## WORK TO BE COMPLETED
Report how many lines contain the word "Some" in the listing that follows. Give nothing besides the number.

## INFORMATION

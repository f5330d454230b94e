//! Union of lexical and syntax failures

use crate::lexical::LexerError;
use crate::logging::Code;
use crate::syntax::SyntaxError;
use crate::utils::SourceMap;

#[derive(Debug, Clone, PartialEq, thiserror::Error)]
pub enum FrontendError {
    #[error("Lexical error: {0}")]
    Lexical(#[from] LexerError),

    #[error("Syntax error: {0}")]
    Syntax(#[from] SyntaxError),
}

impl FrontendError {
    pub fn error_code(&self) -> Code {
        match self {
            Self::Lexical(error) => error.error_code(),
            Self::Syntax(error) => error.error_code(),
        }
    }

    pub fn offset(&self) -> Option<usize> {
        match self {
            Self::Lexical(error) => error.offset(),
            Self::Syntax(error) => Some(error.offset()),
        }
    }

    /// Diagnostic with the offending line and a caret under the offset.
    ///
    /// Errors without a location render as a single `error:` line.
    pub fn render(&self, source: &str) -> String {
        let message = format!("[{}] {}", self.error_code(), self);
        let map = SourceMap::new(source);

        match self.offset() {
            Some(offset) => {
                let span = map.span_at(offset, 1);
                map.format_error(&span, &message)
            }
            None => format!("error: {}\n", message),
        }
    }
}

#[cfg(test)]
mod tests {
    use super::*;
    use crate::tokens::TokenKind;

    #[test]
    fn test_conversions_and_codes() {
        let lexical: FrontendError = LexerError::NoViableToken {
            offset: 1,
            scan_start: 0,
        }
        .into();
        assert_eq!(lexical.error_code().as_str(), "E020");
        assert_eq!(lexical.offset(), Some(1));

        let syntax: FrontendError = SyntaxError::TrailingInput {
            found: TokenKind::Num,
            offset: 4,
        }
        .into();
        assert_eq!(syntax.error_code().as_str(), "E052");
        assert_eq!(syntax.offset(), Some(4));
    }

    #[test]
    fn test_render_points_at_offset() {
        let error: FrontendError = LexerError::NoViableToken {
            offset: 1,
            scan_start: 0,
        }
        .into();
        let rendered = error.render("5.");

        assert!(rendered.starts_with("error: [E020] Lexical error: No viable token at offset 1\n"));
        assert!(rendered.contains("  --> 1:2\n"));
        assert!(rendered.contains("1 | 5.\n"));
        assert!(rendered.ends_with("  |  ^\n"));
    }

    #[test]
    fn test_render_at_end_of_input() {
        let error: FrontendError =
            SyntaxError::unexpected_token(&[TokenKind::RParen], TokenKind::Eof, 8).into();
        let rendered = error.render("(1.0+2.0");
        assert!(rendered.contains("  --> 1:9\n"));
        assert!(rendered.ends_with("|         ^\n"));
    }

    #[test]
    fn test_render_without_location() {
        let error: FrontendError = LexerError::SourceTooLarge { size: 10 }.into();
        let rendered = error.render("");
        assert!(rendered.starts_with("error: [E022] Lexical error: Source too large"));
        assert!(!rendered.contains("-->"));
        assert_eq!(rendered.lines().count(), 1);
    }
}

## THE ANSWER
4